§ **What to do**
Give back every line of the data, word for word.

Stored data
= Beginning of Section =

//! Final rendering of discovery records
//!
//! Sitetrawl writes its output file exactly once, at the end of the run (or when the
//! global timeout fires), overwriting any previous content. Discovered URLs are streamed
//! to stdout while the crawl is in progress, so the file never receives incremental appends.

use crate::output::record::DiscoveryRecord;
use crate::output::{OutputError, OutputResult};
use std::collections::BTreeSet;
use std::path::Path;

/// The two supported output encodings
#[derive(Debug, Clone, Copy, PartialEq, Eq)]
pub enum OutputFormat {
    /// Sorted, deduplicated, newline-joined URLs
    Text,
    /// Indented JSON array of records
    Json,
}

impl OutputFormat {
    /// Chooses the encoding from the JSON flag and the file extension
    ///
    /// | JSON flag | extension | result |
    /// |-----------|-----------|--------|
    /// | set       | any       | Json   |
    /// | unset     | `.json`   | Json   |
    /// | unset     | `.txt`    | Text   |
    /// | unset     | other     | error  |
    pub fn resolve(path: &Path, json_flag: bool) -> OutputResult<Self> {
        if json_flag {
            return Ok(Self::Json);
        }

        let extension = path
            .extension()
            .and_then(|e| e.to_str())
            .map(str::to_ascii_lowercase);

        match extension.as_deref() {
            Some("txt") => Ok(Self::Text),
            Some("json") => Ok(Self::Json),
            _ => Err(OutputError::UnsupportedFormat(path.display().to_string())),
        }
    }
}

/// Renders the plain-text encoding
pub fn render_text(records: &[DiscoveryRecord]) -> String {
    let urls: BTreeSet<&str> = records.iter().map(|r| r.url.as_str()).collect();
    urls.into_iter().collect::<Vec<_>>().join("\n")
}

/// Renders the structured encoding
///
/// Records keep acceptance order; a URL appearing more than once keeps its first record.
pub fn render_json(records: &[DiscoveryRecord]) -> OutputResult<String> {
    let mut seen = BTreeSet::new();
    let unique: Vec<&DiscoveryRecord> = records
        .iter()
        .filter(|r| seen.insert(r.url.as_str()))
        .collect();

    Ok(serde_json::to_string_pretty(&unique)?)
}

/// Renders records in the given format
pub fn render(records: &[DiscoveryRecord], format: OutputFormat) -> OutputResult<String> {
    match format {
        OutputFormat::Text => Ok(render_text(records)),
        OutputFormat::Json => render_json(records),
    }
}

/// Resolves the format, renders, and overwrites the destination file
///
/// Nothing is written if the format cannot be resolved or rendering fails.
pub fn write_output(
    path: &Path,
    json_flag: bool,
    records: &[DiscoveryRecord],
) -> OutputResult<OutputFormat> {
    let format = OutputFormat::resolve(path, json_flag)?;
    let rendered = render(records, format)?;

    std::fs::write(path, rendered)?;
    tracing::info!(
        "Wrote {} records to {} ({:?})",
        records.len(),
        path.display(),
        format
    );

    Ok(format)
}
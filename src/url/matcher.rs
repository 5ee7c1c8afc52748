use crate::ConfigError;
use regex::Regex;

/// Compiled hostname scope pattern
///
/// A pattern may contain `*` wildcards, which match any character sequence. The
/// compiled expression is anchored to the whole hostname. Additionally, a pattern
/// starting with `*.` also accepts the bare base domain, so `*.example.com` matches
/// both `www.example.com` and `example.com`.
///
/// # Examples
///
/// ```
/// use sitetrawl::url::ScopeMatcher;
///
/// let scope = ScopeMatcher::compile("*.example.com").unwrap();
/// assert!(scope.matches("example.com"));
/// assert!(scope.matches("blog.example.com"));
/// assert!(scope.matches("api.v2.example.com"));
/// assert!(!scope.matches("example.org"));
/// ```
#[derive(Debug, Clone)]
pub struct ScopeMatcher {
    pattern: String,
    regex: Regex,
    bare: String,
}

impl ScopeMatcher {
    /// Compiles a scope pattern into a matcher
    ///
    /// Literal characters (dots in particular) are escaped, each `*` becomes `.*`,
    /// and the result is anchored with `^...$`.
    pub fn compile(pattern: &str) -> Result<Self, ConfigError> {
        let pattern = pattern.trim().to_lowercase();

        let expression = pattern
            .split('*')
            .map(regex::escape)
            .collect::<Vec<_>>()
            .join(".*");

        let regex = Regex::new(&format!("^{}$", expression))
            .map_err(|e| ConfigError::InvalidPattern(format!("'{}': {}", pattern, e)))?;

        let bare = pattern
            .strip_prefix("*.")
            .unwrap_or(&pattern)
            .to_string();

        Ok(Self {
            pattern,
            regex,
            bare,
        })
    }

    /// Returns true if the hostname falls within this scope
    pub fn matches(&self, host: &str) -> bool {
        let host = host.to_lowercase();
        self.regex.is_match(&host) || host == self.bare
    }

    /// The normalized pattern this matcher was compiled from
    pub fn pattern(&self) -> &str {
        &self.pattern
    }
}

= End of Section =

§ **Output of the task**
//! Final rendering of discovery records
//!
//! Sitetrawl writes its output file exactly once, at the end of the run (or when the
//! global timeout fires), overwriting any previous content. Discovered URLs are streamed
//! to stdout while the crawl is in progress, so the file never receives incremental appends.

use crate::output::record::DiscoveryRecord;
use crate::output::{OutputError, OutputResult};
use std::collections::BTreeSet;
use std::path::Path;

/// The two supported output encodings
#[derive(Debug, Clone, Copy, PartialEq, Eq)]
pub enum OutputFormat {
    /// Sorted, deduplicated, newline-joined URLs
    Text,
    /// Indented JSON array of records
    Json,
}

impl OutputFormat {
    /// Chooses the encoding from the JSON flag and the file extension
    ///
    /// | JSON flag | extension | result |
    /// |-----------|-----------|--------|
    /// | set       | any       | Json   |
    /// | unset     | `.json`   | Json   |
    /// | unset     | `.txt`    | Text   |
    /// | unset     | other     | error  |
    pub fn resolve(path: &Path, json_flag: bool) -> OutputResult<Self> {
        if json_flag {
            return Ok(Self::Json);
        }

        let extension = path
            .extension()
            .and_then(|e| e.to_str())
            .map(str::to_ascii_lowercase);

        match extension.as_deref() {
            Some("txt") => Ok(Self::Text),
            Some("json") => Ok(Self::Json),
            _ => Err(OutputError::UnsupportedFormat(path.display().to_string())),
        }
    }
}

/// Renders the plain-text encoding
pub fn render_text(records: &[DiscoveryRecord]) -> String {
    let urls: BTreeSet<&str> = records.iter().map(|r| r.url.as_str()).collect();
    urls.into_iter().collect::<Vec<_>>().join("\n")
}

/// Renders the structured encoding
///
/// Records keep acceptance order; a URL appearing more than once keeps its first record.
pub fn render_json(records: &[DiscoveryRecord]) -> OutputResult<String> {
    let mut seen = BTreeSet::new();
    let unique: Vec<&DiscoveryRecord> = records
        .iter()
        .filter(|r| seen.insert(r.url.as_str()))
        .collect();

    Ok(serde_json::to_string_pretty(&unique)?)
}

/// Renders records in the given format
pub fn render(records: &[DiscoveryRecord], format: OutputFormat) -> OutputResult<String> {
    match format {
        OutputFormat::Text => Ok(render_text(records)),
        OutputFormat::Json => render_json(records),
    }
}

/// Resolves the format, renders, and overwrites the destination file
///
/// Nothing is written if the format cannot be resolved or rendering fails.
pub fn write_output(
    path: &Path,
    json_flag: bool,
    records: &[DiscoveryRecord],
) -> OutputResult<OutputFormat> {
    let format = OutputFormat::resolve(path, json_flag)?;
    let rendered = render(records, format)?;

    std::fs::write(path, rendered)?;
    tracing::info!(
        "Wrote {} records to {} ({:?})",
        records.len(),
        path.display(),
        format
    );

    Ok(format)
}
filename src/url/matcher.rs
repository 5ee7c1c8afc52748
use crate::ConfigError;
use regex::Regex;

/// Compiled hostname scope pattern
///
/// A pattern may contain `*` wildcards, which match any character sequence. The
/// compiled expression is anchored to the whole hostname. Additionally, a pattern
/// starting with `*.` also accepts the bare base domain, so `*.example.com` matches
/// both `www.example.com` and `example.com`.
///
/// # Examples
///
/// ```
/// use sitetrawl::url::ScopeMatcher;
///
/// let scope = ScopeMatcher::compile("*.example.com").unwrap();
/// assert!(scope.matches("example.com"));
/// assert!(scope.matches("blog.example.com"));
/// assert!(scope.matches("api.v2.example.com"));
/// assert!(!scope.matches("example.org"));
/// ```
#[derive(Debug, Clone)]
pub struct ScopeMatcher {
    pattern: String,
    regex: Regex,
    bare: String,
}

impl ScopeMatcher {
    /// Compiles a scope pattern into a matcher
    ///
    /// Literal characters (dots in particular) are escaped, each `*` becomes `.*`,
    /// and the result is anchored with `^...$`.
    pub fn compile(pattern: &str) -> Result<Self, ConfigError> {
        let pattern = pattern.trim().to_lowercase();

        let expression = pattern
            .split('*')
            .map(regex::escape)
            .collect::<Vec<_>>()
            .join(".*");

        let regex = Regex::new(&format!("^{}$", expression))
            .map_err(|e| ConfigError::InvalidPattern(format!("'{}': {}", pattern, e)))?;

        let bare = pattern
            .strip_prefix("*.")
            .unwrap_or(&pattern)
            .to_string();

        Ok(Self {
            pattern,
            regex,
            bare,
        })
    }

    /// Returns true if the hostname falls within this scope
    pub fn matches(&self, host: &str) -> bool {
        let host = host.to_lowercase();
        self.regex.is_match(&host) || host == self.bare
    }

    /// The normalized pattern this matcher was compiled from
    pub fn pattern(&self) -> &str {
        &self.pattern
    }
}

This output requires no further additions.